Extracted data:
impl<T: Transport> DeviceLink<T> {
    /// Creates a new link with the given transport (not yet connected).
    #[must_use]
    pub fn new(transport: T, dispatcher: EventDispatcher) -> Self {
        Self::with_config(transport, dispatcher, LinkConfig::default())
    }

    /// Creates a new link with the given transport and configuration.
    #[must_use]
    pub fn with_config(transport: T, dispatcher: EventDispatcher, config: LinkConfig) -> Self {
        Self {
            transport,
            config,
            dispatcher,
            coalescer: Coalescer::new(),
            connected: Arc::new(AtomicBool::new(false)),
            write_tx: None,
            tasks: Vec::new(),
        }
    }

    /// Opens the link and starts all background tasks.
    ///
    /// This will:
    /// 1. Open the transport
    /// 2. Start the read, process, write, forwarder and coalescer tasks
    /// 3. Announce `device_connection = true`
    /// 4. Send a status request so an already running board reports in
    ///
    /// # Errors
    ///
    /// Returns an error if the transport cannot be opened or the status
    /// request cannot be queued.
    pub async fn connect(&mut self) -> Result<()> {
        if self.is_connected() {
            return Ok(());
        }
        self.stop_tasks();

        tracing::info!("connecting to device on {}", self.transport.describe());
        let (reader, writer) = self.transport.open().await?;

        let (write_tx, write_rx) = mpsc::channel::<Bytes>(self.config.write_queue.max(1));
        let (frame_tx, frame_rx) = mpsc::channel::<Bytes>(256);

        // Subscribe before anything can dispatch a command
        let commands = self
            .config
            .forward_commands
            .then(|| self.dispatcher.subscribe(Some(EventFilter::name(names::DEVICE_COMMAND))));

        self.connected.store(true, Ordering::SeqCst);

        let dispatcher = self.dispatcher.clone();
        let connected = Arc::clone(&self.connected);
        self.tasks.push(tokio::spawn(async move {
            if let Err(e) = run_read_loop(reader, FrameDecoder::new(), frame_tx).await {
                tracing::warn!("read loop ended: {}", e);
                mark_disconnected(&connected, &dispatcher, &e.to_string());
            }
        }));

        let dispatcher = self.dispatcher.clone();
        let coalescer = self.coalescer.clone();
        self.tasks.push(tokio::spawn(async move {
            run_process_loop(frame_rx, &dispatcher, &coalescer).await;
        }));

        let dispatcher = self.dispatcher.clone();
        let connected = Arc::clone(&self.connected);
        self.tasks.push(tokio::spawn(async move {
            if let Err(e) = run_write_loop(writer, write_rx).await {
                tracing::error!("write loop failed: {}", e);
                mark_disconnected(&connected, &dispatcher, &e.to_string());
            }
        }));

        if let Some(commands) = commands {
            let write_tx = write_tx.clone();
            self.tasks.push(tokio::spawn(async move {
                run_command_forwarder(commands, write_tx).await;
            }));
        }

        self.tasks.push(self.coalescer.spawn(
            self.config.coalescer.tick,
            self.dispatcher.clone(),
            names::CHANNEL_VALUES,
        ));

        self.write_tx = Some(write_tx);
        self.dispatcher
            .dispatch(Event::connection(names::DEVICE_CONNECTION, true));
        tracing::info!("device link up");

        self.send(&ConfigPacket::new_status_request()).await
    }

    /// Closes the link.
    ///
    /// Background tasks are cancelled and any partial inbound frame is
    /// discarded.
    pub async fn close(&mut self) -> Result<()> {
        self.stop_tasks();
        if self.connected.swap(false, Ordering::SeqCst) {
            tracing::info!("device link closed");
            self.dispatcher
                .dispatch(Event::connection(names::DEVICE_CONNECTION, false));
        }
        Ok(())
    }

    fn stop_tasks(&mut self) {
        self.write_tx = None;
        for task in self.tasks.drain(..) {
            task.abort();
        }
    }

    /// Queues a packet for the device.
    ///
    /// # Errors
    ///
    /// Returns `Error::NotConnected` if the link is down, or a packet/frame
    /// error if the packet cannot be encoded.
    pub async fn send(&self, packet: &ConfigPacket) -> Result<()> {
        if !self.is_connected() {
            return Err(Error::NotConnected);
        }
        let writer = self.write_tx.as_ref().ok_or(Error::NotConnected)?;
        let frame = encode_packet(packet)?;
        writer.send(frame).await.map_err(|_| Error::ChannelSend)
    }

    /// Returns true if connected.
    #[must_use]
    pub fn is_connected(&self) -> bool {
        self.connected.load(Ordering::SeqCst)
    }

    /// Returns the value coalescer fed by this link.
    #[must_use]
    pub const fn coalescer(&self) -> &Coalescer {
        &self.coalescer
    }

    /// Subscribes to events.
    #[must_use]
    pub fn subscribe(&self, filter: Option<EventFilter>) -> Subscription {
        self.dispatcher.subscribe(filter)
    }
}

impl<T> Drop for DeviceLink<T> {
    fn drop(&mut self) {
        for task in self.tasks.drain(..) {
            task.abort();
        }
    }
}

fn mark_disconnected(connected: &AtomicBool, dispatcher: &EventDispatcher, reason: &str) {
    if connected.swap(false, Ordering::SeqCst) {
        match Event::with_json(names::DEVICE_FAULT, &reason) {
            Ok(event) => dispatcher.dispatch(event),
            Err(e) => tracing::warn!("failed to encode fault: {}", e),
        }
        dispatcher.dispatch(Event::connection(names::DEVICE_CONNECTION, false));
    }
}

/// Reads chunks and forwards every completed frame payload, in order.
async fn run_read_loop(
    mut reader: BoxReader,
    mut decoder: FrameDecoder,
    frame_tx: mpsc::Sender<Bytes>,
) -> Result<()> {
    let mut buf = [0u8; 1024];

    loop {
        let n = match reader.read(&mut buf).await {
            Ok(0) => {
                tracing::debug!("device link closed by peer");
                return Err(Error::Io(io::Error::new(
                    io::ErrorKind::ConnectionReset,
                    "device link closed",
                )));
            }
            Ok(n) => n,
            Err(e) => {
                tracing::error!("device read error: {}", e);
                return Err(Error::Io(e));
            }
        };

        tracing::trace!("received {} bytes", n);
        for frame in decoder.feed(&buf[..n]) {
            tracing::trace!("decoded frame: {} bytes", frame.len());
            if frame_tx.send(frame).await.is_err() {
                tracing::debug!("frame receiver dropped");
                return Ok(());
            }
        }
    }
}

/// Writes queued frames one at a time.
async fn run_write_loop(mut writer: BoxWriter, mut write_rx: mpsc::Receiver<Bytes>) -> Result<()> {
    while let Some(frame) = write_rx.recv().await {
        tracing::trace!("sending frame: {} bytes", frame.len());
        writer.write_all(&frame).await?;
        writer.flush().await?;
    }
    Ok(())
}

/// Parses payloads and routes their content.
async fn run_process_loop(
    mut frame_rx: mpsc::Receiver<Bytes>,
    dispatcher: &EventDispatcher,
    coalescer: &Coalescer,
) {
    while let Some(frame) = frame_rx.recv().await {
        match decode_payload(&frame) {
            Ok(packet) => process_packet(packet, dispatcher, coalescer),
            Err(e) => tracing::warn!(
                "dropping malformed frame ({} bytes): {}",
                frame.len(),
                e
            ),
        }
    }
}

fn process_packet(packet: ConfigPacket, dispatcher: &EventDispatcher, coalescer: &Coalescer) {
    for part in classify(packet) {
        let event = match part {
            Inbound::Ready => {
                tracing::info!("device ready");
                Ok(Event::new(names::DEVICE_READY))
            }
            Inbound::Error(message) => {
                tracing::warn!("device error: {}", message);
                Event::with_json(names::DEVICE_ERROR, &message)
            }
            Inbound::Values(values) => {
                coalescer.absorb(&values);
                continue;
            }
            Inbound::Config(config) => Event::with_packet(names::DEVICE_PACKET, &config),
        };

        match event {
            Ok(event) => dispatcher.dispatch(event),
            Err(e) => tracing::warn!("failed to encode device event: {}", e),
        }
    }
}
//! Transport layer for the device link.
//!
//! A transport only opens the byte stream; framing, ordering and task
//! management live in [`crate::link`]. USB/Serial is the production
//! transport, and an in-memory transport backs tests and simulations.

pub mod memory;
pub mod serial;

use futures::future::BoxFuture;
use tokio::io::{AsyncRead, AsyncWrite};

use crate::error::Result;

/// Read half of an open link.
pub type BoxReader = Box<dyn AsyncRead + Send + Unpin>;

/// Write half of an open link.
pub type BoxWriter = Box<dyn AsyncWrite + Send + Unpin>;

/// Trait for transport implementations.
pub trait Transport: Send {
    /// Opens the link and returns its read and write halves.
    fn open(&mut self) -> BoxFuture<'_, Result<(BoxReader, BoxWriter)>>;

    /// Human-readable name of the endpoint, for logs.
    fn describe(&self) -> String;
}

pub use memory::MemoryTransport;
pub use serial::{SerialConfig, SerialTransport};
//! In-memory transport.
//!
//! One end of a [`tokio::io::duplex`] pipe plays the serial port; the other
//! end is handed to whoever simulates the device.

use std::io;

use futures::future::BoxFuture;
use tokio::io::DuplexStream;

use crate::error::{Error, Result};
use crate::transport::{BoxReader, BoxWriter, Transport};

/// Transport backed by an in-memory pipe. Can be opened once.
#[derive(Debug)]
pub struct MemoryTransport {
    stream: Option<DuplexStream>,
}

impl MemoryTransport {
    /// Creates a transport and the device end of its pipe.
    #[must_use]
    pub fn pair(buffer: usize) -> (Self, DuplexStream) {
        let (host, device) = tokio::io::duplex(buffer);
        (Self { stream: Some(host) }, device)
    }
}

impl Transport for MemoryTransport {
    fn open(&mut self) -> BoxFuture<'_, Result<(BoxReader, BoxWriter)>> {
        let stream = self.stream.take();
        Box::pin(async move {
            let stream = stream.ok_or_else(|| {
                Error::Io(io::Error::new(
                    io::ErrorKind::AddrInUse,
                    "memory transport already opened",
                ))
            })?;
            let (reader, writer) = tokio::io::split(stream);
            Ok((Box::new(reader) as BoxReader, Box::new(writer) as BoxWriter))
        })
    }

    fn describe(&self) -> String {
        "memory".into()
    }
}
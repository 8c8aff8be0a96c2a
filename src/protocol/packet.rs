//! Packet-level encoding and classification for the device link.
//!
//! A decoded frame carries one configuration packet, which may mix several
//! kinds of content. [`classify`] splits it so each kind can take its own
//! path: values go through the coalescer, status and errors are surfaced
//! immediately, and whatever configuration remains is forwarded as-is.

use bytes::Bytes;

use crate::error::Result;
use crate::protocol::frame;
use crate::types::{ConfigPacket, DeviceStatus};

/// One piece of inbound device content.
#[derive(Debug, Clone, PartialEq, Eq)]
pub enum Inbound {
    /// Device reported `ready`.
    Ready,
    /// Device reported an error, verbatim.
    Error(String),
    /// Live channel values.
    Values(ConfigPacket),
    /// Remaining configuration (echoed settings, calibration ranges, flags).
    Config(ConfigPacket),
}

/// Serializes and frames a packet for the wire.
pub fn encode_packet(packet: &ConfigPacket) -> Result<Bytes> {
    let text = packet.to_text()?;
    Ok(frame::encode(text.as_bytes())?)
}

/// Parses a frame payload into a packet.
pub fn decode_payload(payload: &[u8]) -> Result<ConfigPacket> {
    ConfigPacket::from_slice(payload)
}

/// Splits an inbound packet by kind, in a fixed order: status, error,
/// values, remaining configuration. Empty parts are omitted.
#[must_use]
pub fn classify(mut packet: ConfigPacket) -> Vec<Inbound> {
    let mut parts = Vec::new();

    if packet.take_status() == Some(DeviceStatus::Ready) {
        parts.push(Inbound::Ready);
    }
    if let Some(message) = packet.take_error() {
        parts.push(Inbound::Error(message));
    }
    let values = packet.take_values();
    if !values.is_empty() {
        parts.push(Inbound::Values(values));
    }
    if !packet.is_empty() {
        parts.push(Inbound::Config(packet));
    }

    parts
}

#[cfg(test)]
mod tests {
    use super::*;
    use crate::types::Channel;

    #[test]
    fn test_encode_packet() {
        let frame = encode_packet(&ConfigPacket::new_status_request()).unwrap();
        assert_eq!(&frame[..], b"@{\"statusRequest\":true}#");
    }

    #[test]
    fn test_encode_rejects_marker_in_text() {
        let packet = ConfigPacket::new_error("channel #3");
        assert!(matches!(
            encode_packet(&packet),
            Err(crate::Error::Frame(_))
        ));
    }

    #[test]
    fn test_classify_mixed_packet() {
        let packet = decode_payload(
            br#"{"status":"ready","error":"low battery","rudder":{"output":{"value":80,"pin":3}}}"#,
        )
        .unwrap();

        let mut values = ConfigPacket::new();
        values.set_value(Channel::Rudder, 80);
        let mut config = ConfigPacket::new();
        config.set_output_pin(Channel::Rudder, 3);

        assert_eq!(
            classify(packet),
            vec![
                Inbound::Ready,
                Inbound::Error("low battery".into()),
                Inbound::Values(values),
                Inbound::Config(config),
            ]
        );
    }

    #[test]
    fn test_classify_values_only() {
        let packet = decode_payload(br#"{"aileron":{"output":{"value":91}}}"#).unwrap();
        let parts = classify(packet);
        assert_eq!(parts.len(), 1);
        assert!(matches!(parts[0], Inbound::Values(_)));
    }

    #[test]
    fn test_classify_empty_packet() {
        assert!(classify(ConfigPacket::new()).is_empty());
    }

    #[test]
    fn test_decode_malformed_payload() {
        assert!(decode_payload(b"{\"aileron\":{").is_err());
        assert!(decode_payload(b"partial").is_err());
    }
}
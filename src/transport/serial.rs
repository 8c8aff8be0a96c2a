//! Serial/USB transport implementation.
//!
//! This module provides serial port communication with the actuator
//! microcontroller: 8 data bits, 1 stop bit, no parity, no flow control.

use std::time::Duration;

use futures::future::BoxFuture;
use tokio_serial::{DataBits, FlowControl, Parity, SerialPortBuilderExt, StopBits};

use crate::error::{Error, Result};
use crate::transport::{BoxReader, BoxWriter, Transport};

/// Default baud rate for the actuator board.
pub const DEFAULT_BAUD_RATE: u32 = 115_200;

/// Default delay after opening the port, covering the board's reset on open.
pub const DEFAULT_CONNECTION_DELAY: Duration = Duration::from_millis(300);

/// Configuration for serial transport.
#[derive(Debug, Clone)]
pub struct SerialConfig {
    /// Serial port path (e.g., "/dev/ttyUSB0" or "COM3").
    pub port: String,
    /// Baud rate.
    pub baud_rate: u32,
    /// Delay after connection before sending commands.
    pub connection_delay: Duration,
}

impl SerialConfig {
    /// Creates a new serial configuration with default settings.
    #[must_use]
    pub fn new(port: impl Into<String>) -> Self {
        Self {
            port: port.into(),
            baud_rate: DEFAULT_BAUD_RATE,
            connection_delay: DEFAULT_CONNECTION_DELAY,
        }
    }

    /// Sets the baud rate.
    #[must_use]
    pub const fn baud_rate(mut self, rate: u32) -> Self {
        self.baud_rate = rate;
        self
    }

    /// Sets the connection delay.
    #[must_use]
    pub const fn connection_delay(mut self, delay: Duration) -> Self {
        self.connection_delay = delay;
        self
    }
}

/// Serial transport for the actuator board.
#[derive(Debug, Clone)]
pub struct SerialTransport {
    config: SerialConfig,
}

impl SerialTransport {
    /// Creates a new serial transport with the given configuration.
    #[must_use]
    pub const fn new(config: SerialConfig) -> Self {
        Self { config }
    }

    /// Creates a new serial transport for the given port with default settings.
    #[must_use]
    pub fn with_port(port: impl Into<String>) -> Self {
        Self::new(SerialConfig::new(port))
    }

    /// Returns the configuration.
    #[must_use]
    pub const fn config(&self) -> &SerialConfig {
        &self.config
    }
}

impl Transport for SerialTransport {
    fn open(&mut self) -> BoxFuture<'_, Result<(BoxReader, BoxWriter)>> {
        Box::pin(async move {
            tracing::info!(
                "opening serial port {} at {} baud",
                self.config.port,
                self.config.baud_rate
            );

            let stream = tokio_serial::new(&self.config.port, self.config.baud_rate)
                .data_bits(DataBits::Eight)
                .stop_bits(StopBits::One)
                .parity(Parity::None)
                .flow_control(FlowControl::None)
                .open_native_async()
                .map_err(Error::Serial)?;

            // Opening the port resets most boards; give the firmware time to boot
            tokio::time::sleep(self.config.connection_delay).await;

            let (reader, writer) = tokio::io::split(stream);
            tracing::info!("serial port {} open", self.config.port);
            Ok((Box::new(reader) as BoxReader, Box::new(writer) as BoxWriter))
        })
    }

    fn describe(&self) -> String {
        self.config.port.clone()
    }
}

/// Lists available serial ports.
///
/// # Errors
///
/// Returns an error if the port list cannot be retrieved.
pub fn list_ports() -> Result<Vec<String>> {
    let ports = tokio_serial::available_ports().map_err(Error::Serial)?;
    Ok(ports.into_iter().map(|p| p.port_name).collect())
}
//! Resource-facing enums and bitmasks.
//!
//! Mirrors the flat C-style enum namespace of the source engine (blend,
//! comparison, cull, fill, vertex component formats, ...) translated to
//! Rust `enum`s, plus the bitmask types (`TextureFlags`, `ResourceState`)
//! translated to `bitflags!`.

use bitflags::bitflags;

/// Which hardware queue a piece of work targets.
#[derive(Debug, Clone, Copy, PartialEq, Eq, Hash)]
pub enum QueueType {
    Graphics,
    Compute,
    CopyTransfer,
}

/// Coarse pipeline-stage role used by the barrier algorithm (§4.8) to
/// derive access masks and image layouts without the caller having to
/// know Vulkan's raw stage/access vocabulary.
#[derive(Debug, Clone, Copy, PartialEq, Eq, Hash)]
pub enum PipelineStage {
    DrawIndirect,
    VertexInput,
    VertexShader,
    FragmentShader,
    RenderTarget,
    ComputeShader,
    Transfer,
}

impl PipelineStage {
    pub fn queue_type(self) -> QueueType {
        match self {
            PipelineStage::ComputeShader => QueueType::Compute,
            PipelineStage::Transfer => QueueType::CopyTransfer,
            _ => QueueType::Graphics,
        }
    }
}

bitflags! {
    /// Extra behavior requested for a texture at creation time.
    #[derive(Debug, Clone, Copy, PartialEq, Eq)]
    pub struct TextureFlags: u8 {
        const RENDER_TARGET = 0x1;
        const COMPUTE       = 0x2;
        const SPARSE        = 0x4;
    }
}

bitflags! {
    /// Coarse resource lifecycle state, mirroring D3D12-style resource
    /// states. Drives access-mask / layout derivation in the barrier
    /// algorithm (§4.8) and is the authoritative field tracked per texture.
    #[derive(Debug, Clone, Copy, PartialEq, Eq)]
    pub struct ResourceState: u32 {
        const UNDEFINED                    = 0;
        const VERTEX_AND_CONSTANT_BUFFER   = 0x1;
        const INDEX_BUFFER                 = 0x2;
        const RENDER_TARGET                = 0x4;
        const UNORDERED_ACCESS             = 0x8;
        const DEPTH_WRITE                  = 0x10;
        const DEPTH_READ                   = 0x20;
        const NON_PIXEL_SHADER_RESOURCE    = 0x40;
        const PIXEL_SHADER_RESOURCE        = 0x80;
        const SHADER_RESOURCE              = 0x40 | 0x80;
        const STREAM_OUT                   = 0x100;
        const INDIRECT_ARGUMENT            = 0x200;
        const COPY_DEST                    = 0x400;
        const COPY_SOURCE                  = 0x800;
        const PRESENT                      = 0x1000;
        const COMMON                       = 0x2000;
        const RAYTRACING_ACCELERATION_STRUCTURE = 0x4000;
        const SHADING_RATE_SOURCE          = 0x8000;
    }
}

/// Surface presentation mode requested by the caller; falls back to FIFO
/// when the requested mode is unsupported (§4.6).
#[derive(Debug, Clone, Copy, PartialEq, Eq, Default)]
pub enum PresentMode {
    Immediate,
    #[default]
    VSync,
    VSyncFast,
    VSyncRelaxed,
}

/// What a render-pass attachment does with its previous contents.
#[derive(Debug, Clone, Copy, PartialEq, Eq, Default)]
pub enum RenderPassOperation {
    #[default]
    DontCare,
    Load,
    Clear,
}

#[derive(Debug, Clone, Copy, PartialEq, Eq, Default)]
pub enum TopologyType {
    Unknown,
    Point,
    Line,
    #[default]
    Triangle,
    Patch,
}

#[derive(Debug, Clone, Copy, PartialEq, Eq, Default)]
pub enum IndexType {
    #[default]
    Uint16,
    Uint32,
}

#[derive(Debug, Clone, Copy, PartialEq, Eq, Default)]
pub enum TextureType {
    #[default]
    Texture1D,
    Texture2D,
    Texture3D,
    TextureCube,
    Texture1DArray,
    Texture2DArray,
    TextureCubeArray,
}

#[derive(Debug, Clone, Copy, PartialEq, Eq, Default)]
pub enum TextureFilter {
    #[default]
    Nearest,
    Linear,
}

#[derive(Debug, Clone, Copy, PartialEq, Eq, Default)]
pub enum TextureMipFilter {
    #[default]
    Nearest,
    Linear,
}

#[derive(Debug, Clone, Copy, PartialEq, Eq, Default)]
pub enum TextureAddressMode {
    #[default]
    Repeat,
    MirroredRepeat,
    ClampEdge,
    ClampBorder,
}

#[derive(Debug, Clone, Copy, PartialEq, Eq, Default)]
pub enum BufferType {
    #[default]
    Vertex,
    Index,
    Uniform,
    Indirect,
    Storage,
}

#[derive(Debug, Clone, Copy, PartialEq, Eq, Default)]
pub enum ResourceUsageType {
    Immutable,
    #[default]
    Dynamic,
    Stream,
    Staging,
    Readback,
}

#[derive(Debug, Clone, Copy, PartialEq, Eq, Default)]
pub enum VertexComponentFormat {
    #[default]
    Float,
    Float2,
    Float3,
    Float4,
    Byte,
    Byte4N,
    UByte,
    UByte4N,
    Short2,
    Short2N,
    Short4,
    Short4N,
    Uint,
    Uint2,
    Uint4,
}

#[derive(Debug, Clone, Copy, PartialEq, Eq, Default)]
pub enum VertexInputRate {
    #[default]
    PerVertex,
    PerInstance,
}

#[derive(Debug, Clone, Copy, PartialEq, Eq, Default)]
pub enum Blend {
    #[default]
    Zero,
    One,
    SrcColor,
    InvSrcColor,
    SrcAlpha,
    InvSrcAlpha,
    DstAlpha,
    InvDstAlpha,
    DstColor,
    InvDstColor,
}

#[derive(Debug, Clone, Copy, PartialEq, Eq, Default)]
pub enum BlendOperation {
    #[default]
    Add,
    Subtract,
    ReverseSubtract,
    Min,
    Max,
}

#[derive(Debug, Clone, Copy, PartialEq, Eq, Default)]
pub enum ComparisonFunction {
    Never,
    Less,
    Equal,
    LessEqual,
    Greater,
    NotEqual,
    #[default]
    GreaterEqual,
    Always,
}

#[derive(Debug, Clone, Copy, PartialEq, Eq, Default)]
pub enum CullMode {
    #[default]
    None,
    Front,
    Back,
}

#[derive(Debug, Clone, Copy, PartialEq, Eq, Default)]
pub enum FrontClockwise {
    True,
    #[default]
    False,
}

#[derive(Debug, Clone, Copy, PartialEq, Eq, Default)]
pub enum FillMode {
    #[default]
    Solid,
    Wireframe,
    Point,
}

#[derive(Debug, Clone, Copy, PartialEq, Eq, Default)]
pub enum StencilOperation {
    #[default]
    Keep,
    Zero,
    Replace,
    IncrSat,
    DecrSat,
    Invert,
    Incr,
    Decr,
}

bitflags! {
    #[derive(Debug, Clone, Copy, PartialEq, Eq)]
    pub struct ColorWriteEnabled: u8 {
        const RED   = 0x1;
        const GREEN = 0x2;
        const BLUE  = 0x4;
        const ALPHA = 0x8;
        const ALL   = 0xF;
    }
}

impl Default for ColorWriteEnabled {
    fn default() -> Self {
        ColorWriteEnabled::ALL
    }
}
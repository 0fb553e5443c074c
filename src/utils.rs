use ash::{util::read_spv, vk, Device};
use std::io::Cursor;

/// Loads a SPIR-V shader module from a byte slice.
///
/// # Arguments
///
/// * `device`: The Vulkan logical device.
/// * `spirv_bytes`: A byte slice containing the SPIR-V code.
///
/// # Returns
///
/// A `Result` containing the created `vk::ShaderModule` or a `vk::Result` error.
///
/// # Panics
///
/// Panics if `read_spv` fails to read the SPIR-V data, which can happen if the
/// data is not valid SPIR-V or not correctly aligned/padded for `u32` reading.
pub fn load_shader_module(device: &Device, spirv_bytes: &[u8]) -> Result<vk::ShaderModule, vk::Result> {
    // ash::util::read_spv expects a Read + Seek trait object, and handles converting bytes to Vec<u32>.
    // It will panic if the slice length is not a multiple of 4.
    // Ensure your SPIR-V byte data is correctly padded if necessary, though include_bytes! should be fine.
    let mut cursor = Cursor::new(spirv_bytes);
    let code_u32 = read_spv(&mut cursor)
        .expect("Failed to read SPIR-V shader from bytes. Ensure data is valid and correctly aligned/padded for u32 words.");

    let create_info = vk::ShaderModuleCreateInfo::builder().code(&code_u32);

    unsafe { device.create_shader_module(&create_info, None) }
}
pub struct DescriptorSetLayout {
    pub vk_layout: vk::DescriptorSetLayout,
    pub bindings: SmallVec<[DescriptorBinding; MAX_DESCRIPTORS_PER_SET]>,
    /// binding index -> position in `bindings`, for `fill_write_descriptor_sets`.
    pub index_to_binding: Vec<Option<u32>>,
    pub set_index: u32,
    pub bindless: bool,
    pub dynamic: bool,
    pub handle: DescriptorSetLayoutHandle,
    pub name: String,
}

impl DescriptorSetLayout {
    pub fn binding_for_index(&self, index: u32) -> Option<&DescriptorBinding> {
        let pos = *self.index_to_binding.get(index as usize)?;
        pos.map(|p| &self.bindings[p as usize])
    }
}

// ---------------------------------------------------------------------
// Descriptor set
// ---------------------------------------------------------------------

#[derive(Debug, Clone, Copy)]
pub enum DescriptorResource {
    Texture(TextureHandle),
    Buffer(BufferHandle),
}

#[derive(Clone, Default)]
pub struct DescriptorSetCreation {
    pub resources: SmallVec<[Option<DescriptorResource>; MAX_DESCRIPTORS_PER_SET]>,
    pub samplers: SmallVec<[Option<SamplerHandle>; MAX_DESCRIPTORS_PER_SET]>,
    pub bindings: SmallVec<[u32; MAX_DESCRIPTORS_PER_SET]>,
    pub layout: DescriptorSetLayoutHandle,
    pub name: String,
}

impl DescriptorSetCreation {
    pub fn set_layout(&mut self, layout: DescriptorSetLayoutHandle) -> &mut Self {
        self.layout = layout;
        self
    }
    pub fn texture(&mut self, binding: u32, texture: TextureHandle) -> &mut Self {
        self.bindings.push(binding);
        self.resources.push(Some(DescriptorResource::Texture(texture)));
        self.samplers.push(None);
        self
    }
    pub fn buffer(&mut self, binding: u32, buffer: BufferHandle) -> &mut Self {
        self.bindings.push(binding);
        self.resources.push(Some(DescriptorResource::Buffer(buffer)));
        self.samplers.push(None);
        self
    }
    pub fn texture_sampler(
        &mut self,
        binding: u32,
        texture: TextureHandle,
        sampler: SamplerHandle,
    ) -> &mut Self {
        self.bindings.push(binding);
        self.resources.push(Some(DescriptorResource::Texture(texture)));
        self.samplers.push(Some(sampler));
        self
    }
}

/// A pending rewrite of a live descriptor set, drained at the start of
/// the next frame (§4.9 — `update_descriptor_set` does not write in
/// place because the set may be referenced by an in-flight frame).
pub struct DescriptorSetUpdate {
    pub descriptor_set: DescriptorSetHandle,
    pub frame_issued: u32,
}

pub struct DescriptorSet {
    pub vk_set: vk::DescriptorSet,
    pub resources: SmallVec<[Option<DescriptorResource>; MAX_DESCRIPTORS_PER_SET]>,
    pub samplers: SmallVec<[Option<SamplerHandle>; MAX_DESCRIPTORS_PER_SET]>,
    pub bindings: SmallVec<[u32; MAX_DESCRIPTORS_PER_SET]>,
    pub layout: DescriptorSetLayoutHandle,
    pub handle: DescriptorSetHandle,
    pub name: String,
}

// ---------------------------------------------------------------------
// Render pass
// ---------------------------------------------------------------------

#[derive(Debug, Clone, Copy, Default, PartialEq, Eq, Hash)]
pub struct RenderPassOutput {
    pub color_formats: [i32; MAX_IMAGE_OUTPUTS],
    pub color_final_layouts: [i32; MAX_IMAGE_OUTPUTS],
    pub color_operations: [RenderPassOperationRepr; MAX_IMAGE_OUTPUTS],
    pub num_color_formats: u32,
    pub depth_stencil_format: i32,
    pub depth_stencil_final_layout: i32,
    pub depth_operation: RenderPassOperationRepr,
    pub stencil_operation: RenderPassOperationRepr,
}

What is needed: Please return every line of the material above that includes "padded".

Solution for this exercise:
/// data is not valid SPIR-V or not correctly aligned/padded for `u32` reading.
    // Ensure your SPIR-V byte data is correctly padded if necessary, though include_bytes! should be fine.
        .expect("Failed to read SPIR-V shader from bytes. Ensure data is valid and correctly aligned/padded for u32 words.");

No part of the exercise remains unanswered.